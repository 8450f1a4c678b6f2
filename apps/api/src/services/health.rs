//! Health check service
//!
//! PostgreSQL is the only dependency, checked through the shared pool.

use serde::Serialize;
use sqlx::PgPool;
use std::time::{Duration, Instant};

/// Status of an individual service
#[derive(Debug, Clone, Copy, PartialEq, Eq, Serialize)]
#[serde(rename_all = "lowercase")]
pub enum ServiceStatus {
    Healthy,
    Unhealthy,
}

/// Result of a single service health check
#[derive(Debug, Clone, Serialize)]
pub struct ServiceHealth {
    /// Name of the service
    pub name: &'static str,
    pub status: ServiceStatus,
    /// Response time in milliseconds (if available)
    #[serde(skip_serializing_if = "Option::is_none")]
    pub response_time_ms: Option<u64>,
    /// Error message if unhealthy
    #[serde(skip_serializing_if = "Option::is_none")]
    pub error: Option<String>,
    #[serde(skip_serializing_if = "Option::is_none")]
    pub details: Option<serde_json::Value>,
}

impl ServiceHealth {
    /// Create a healthy service result
    pub fn healthy(name: &'static str, response_time: Duration) -> Self {
        Self {
            name,
            status: ServiceStatus::Healthy,
            response_time_ms: Some(response_time.as_millis() as u64),
            error: None,
            details: None,
        }
    }

    /// Create an unhealthy service result
    pub fn unhealthy(name: &'static str, error: impl Into<String>, response_time: Duration) -> Self {
        Self {
            name,
            status: ServiceStatus::Unhealthy,
            response_time_ms: Some(response_time.as_millis() as u64),
            error: Some(error.into()),
            details: None,
        }
    }

    fn with_details(mut self, details: serde_json::Value) -> Self {
        self.details = Some(details);
        self
    }
}

/// Aggregated health check response
#[derive(Debug, Clone, Serialize)]
pub struct HealthCheckResponse {
    /// Overall status (healthy only if every service is healthy)
    pub status: ServiceStatus,
    pub services: Vec<ServiceHealth>,
    /// Total time to complete all health checks
    pub total_time_ms: u64,
    /// API version
    pub version: &'static str,
}

impl HealthCheckResponse {
    /// Create a new health check response from individual service results
    pub fn new(services: Vec<ServiceHealth>, total_time: Duration) -> Self {
        let status = if services.iter().all(|s| s.status == ServiceStatus::Healthy) {
            ServiceStatus::Healthy
        } else {
            ServiceStatus::Unhealthy
        };

        Self {
            status,
            services,
            total_time_ms: total_time.as_millis() as u64,
            version: env!("CARGO_PKG_VERSION"),
        }
    }

    pub fn is_healthy(&self) -> bool {
        self.status == ServiceStatus::Healthy
    }
}

/// Health check service
#[derive(Clone)]
pub struct HealthService {
    pool: PgPool,
}

impl HealthService {
    pub fn new(pool: PgPool) -> Self {
        Self { pool }
    }

    /// Check PostgreSQL with `SELECT 1`, reporting the server version when available
    pub async fn check_database(&self) -> ServiceHealth {
        let start = Instant::now();

        match sqlx::query_scalar::<_, i32>("SELECT 1")
            .fetch_one(&self.pool)
            .await
        {
            Ok(_) => {
                let elapsed = start.elapsed();
                let version = sqlx::query_scalar::<_, String>("SELECT version()")
                    .fetch_optional(&self.pool)
                    .await
                    .ok()
                    .flatten();

                let health = ServiceHealth::healthy("database", elapsed);
                match version {
                    Some(version) => health.with_details(serde_json::json!({ "version": version })),
                    None => health,
                }
            }
            Err(e) => {
                tracing::warn!(error = %e, "Database health check failed");
                ServiceHealth::unhealthy("database", format!("Query failed: {}", e), start.elapsed())
            }
        }
    }

    /// Run every health check
    pub async fn check_all(&self) -> HealthCheckResponse {
        let start = Instant::now();
        let database = self.check_database().await;
        HealthCheckResponse::new(vec![database], start.elapsed())
    }
}

#[cfg(test)]
mod tests {
    use super::*;

    #[test]
    fn test_service_health_healthy() {
        let health = ServiceHealth::healthy("database", Duration::from_millis(50));
        assert_eq!(health.status, ServiceStatus::Healthy);
        assert_eq!(health.response_time_ms, Some(50));
        assert!(health.error.is_none());
    }

    #[test]
    fn test_health_check_response_one_unhealthy() {
        let services = vec![
            ServiceHealth::healthy("database", Duration::from_millis(10)),
            ServiceHealth::unhealthy("replica", "Connection refused", Duration::from_millis(3)),
        ];
        let response = HealthCheckResponse::new(services, Duration::from_millis(15));
        assert!(!response.is_healthy());
        assert_eq!(response.status, ServiceStatus::Unhealthy);
    }

    #[test]
    fn test_status_serializes_lowercase() {
        let json = serde_json::to_value(ServiceStatus::Unhealthy).unwrap();
        assert_eq!(json, serde_json::json!("unhealthy"));
    }
}
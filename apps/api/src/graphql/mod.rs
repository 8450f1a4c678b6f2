//! GraphQL schema and resolvers
//!
//! This module contains the async-graphql schema including:
//! - Query resolvers for records, choice options and the current user
//! - Mutation resolvers for login and record create/update/delete
//! - Pagination and search helpers shared by every list query
//! - Guards for authentication and role checks

pub mod guards;
pub mod mutation;
pub mod pagination;
pub mod query;
pub mod schema;
pub mod types;
pub mod validation;

pub use schema::{build_schema, SchemaBuilder, WorkforceSchema};
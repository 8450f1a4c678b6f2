//! Department repository
//!
//! Sub-departments are owned by their department and only ever added.

use sqlx::PgPool;
use uuid::Uuid;

use super::search::{SearchField, Searchable};
use super::utils::DEPARTMENT_COLUMNS;
use crate::models::{Department, SubDepartment};

impl Searchable for Department {
    const TABLE: &'static str = "departments";
    const RESOURCE: &'static str = "Department";
    const COLUMNS: &'static str = DEPARTMENT_COLUMNS;
    const SEARCH_FIELDS: &'static [SearchField] = &[
        SearchField::Column("department_name"),
        SearchField::Related {
            from: "grades g",
            on: "g.id = t.pay_grade_id",
            columns: &["g.grade_name"],
        },
    ];
}

/// Repository for department database operations
#[derive(Clone)]
pub struct DepartmentRepository {
    pool: PgPool,
}

impl DepartmentRepository {
    pub fn new(pool: PgPool) -> Self {
        Self { pool }
    }

    /// Insert a department together with its sub-departments
    pub async fn create(
        &self,
        department_name: &str,
        pay_grade_id: Option<Uuid>,
        sub_departments: &[String],
    ) -> Result<Department, sqlx::Error> {
        let mut tx = self.pool.begin().await?;

        let sql = format!(
            r#"
            INSERT INTO departments (department_name, pay_grade_id)
            VALUES ($1, $2)
            RETURNING {DEPARTMENT_COLUMNS}
            "#
        );
        let department = sqlx::query_as::<_, Department>(&sql)
            .bind(department_name)
            .bind(pay_grade_id)
            .fetch_one(&mut *tx)
            .await?;

        insert_sub_departments(&mut tx, department.id, sub_departments).await?;

        tx.commit().await?;
        Ok(department)
    }

    /// Apply a partial update and append sub-departments
    ///
    /// # Returns
    /// * `Ok(None)` - If no department with the given ID exists
    pub async fn update(
        &self,
        id: Uuid,
        department_name: Option<&str>,
        pay_grade_id: Option<Uuid>,
        sub_departments: &[String],
    ) -> Result<Option<Department>, sqlx::Error> {
        let mut tx = self.pool.begin().await?;

        let sql = format!(
            r#"
            UPDATE departments SET
                department_name = COALESCE($2, department_name),
                pay_grade_id = COALESCE($3, pay_grade_id),
                updated_at = NOW()
            WHERE id = $1
            RETURNING {DEPARTMENT_COLUMNS}
            "#
        );
        let department = sqlx::query_as::<_, Department>(&sql)
            .bind(id)
            .bind(department_name)
            .bind(pay_grade_id)
            .fetch_optional(&mut *tx)
            .await?;

        let Some(department) = department else {
            return Ok(None);
        };

        insert_sub_departments(&mut tx, department.id, sub_departments).await?;

        tx.commit().await?;
        Ok(Some(department))
    }

    /// Sub-departments of a department, oldest first
    pub async fn sub_departments(
        &self,
        department_id: Uuid,
    ) -> Result<Vec<SubDepartment>, sqlx::Error> {
        sqlx::query_as::<_, SubDepartment>(
            r#"
            SELECT id, department_id, name, created_at
            FROM sub_departments
            WHERE department_id = $1
            ORDER BY created_at, id
            "#,
        )
        .bind(department_id)
        .fetch_all(&self.pool)
        .await
    }

    /// Departments an employee belongs to, by name
    pub async fn find_by_employee(
        &self,
        employee_id: Uuid,
    ) -> Result<Vec<Department>, sqlx::Error> {
        sqlx::query_as::<_, Department>(
            r#"
            SELECT d.id, d.department_name, d.pay_grade_id, d.created_at, d.updated_at
            FROM departments d
            JOIN employee_departments ed ON ed.department_id = d.id
            WHERE ed.employee_id = $1
            ORDER BY d.department_name, d.id
            "#,
        )
        .bind(employee_id)
        .fetch_all(&self.pool)
        .await
    }
}

async fn insert_sub_departments(
    tx: &mut sqlx::Transaction<'_, sqlx::Postgres>,
    department_id: Uuid,
    names: &[String],
) -> Result<(), sqlx::Error> {
    if names.is_empty() {
        return Ok(());
    }
    sqlx::query(
        r#"
        INSERT INTO sub_departments (department_id, name)
        SELECT $1, name FROM UNNEST($2::text[]) AS name
        "#,
    )
    .bind(department_id)
    .bind(names)
    .execute(&mut **tx)
    .await?;
    Ok(())
}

**Problem details**
Find the string "const" in the entries above. Copy each line where it occurs.

**Exercise result**
    const TABLE: &'static str = "departments";
    const RESOURCE: &'static str = "Department";
    const COLUMNS: &'static str = DEPARTMENT_COLUMNS;
    const SEARCH_FIELDS: &'static [SearchField] = &[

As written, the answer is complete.